Nothing but the lines from the one containing "-> Result<Self, Self::Rejection>" through the end of the entries below should be set down, each exactly as written.
= = = = = = =
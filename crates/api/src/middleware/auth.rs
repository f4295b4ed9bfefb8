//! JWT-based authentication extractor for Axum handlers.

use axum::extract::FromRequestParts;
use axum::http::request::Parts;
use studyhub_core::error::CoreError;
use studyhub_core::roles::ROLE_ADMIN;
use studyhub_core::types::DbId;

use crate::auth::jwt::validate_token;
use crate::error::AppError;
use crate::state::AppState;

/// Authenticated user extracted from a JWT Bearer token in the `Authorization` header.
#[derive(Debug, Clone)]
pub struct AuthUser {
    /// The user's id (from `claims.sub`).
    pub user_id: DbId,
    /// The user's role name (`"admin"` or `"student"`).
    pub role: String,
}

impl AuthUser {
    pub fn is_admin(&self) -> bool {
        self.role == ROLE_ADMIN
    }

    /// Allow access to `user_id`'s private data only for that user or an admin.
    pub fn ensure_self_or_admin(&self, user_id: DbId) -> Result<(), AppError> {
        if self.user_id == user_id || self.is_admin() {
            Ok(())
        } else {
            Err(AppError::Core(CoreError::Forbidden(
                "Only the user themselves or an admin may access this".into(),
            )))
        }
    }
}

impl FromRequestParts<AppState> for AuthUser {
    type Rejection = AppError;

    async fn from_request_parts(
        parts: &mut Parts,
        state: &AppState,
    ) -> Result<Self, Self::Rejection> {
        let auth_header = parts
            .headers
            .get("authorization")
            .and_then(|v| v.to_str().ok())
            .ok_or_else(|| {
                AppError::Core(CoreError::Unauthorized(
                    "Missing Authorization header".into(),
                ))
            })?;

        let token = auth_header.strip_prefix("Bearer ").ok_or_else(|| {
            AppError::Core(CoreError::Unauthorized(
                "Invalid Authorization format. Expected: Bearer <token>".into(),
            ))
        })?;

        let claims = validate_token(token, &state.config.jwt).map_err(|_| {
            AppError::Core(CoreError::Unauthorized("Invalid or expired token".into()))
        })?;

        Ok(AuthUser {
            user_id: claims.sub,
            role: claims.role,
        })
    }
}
= = = = = = =
ANSWER BOX:
    ) -> Result<Self, Self::Rejection> {
        let auth_header = parts
            .headers
            .get("authorization")
            .and_then(|v| v.to_str().ok())
            .ok_or_else(|| {
                AppError::Core(CoreError::Unauthorized(
                    "Missing Authorization header".into(),
                ))
            })?;

        let token = auth_header.strip_prefix("Bearer ").ok_or_else(|| {
            AppError::Core(CoreError::Unauthorized(
                "Invalid Authorization format. Expected: Bearer <token>".into(),
            ))
        })?;

        let claims = validate_token(token, &state.config.jwt).map_err(|_| {
            AppError::Core(CoreError::Unauthorized("Invalid or expired token".into()))
        })?;

        Ok(AuthUser {
            user_id: claims.sub,
            role: claims.role,
        })
    }
}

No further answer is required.